Entscheidungsstichwort (Thema)

Wirtschaftlichkeitsprüfung in der vertragsärztlichen Versorgung. Vorverfahren vor dem Beschwerdeausschuss vor einem Verordnungsregress. Begründung einer Ausnahmeindikation. Dokumentationsobliegenheit des Vertragsarztes. Nachholung des Tatsachenvortrags

 

Orientierungssatz

1. Abweichend von § 106 Abs 5 S 8 SGB 5 ist ein Vorverfahren vor dem Beschwerdeausschuss nach § 106 Abs 5 S 3 SGB 5 auch dann durchzuführen, wenn der betroffene Vertragsarzt gegenüber dem Antrag einer Krankenkasse auf Festsetzung eines Regresses wegen des Verstoßes gegen einen Verordnungsausschluss auf Grund der Richtlinien des Gemeinsamen Bundesausschusses nach § 92 Abs 1 S 2 Nr 6 SGB 5 ausdrücklich oder sinngemäß einwendet, er habe gemäß § 31 Abs 1 S 4 SGB 5 wegen der besonderen medizinischen Umstände im Einzelfall das Arzneimittel zu Lasten der Krankenkasse verordnen dürfen, und Tatsachen benennt, die eine solche Ausnahmeindikation zumindest nicht von vornherein aus Rechtsgründen als ausgeschlossen erscheinen lassen (Fortführung von BSG vom 11.5.2011 - B 6 KA 13/10 R = BSGE 108, 175 = SozR 4-2500 § 106 Nr 32).

2. § 31 Abs 1 S 4 SGB 5 begründet eine Dokumentationsobliegenheit des Vertragsarztes. Zu dokumentieren sind die Umstände, aus denen der Arzt den Schluss zieht, dass die für den Verordnungsausschluss auf Grund der Arzneimittel-Richtlinie tragenden Erwägungen im konkreten Einzelfall nicht eingreifen.

3. Die medizinische Begründung im Einzelfall muss zeitnah zur Verordnung des Arzneimittels angefertigt werden und kann im Verfahren der Wirtschaftlichkeitsprüfung nicht nachgeholt werden (Anschluss an LSG Berlin-Potsdam vom 15.2.2012 - L 9 KR 292/10).

4. Notwendig und ausreichend ist die Dokumentation der für die Ausnahme vom Verordnungsausschluss im Einzelfall maßgeblichen Umstände in den Patientenunterlagen. Eine Begründung auf dem Verordnungsvordruck ist ebenso wenig angezeigt wie eine vorsorgliche Mitteilung der Gründe an die Krankenkasse (entgegen LSG Berlin-Potsdam Urteil vom 15.2.2012 - L 9 KR 292/10 aaO).
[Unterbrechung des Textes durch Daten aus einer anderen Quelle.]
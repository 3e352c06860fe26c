//! Marker files: a JSON array of `[x, y, z]` triples.

use std::path::Path;

use crate::core::types::DVec3;
use crate::core::{Error, Result};

/// Load markers from a JSON file.
pub fn load_markers(path: &Path) -> Result<Vec<DVec3>> {
    let json = std::fs::read_to_string(path)?;
    let points: Vec<[f64; 3]> = serde_json::from_str(&json)
        .map_err(|e| Error::Format(format!("{}: {}", path.display(), e)))?;
    Ok(points.into_iter().map(DVec3::from_array).collect())
}

/// Save markers to a JSON file, creating parent directories.
pub fn save_markers(markers: &[DVec3], path: &Path) -> Result<()> {
    let points: Vec<[f64; 3]> = markers.iter().map(|m| m.to_array()).collect();
    let json = serde_json::to_string(&points)
        .map_err(|e| Error::Format(e.to_string()))?;

    if let Some(parent) = path.parent() {
        std::fs::create_dir_all(parent)?;
    }

    std::fs::write(path, json)?;
    Ok(())
}
//! Partition tree build configuration.

use std::path::Path;

use serde::{Deserialize, Serialize};

use crate::core::{Error, Result};

/// Grid cell size used by the level editor when none is given.
pub const DEFAULT_GRID_SIZE: f64 = 20.0;

/// Configuration for [`PartitionBuilder`](super::PartitionBuilder).
#[derive(Clone, Debug, PartialEq, Serialize, Deserialize)]
#[serde(default)]
pub struct TreeConfig {
    /// Smallest cell extent in X and Y. Regions at or below this size in both
    /// axes are never split.
    pub grid_size: f64,
}

impl Default for TreeConfig {
    fn default() -> Self {
        Self {
            grid_size: DEFAULT_GRID_SIZE,
        }
    }
}

impl TreeConfig {
    pub fn with_grid_size(grid_size: f64) -> Self {
        Self { grid_size }
    }

    /// Reject zero, negative and non-finite grid sizes.
    pub fn validate(&self) -> Result<()> {
        if !self.grid_size.is_finite() || self.grid_size <= 0.0 {
            return Err(Error::InvalidGridSize(self.grid_size));
        }
        Ok(())
    }

    /// Save to file (sync)
    pub fn save_sync(&self, path: &Path) -> Result<()> {
        let json = serde_json::to_string_pretty(self)
            .map_err(|e| Error::Format(e.to_string()))?;

        if let Some(parent) = path.parent() {
            std::fs::create_dir_all(parent)?;
        }

        std::fs::write(path, json)?;
        Ok(())
    }

    /// Load from file (sync); the loaded config is validated.
    pub fn load_sync(path: &Path) -> Result<Self> {
        let json = std::fs::read_to_string(path)?;
        let config: Self = serde_json::from_str(&json)
            .map_err(|e| Error::Format(e.to_string()))?;
        config.validate()?;
        Ok(config)
    }
}

#[cfg(test)]
mod tests {
    use super::*;
    use tempfile::TempDir;

    #[test]
    fn test_default_grid_size() {
        let config = TreeConfig::default();
        assert_eq!(config.grid_size, 20.0);
        assert!(config.validate().is_ok());
    }

    #[test]
    fn test_validate_rejects_bad_grid() {
        for grid in [0.0, -20.0, f64::NAN, f64::INFINITY] {
            let err = TreeConfig::with_grid_size(grid).validate().unwrap_err();
            assert!(matches!(err, Error::InvalidGridSize(_)));
        }
    }

    #[test]
    fn test_save_load_roundtrip() {
        let temp_dir = TempDir::new().expect("failed to create temp dir");
        let path = temp_dir.path().join("configs").join("tree.json");

        let config = TreeConfig::with_grid_size(12.5);
        config.save_sync(&path).expect("save failed");

        let loaded = TreeConfig::load_sync(&path).expect("load failed");
        assert_eq!(loaded, config);
    }

    #[test]
    fn test_load_missing_field_uses_default() {
        let temp_dir = TempDir::new().expect("failed to create temp dir");
        let path = temp_dir.path().join("tree.json");
        std::fs::write(&path, "{}").unwrap();

        let loaded = TreeConfig::load_sync(&path).expect("load failed");
        assert_eq!(loaded.grid_size, DEFAULT_GRID_SIZE);
    }

    #[test]
    fn test_load_invalid_grid_rejected() {
        let temp_dir = TempDir::new().expect("failed to create temp dir");
        let path = temp_dir.path().join("tree.json");
        std::fs::write(&path, r#"{ "grid_size": -1.0 }"#).unwrap();

        assert!(matches!(TreeConfig::load_sync(&path), Err(Error::InvalidGridSize(_))));
    }
}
5. Abweichend von dem Grundsatz, dass der Vertragsarzt seiner Obliegenheit zum Tatsachenvortrag grundsätzlich im Verwaltungsverfahren zu genügen hat und nach dessen Abschluss mit Sachvortrag nicht mehr gehört werden kann, darf der Vertragsarzt sich auf Nachweise für eine ausreichende und zeitnah dokumentierte medizinische Einzelfallbegründung im Sinne des § 31 Abs 1 S 4 SGB 5 auch noch nach Abschluss des Verfahrens vor dem zuständigen Prüfgremium berufen, wenn dieses ihn trotz substantiierten Vortrags im Prüfungsverfahren auf die Erforderlichkeit der Nachweisführung nicht rechtzeitig hingewiesen hat.

 

Nachgehend

BSG (Urteil vom 02.07.2014; Aktenzeichen B 6 KA 25/13 R)

 

Tenor

I. Der zu 3 beigeladene Beschwerdeausschuss Ärzte und Krankenkassen Sachsen wird verurteilt, über den Widerspruch gegen den Bescheid der Beklagten vom 14.07.2011 unter Beachtung der Rechtsauffassung des Gerichts zu entscheiden.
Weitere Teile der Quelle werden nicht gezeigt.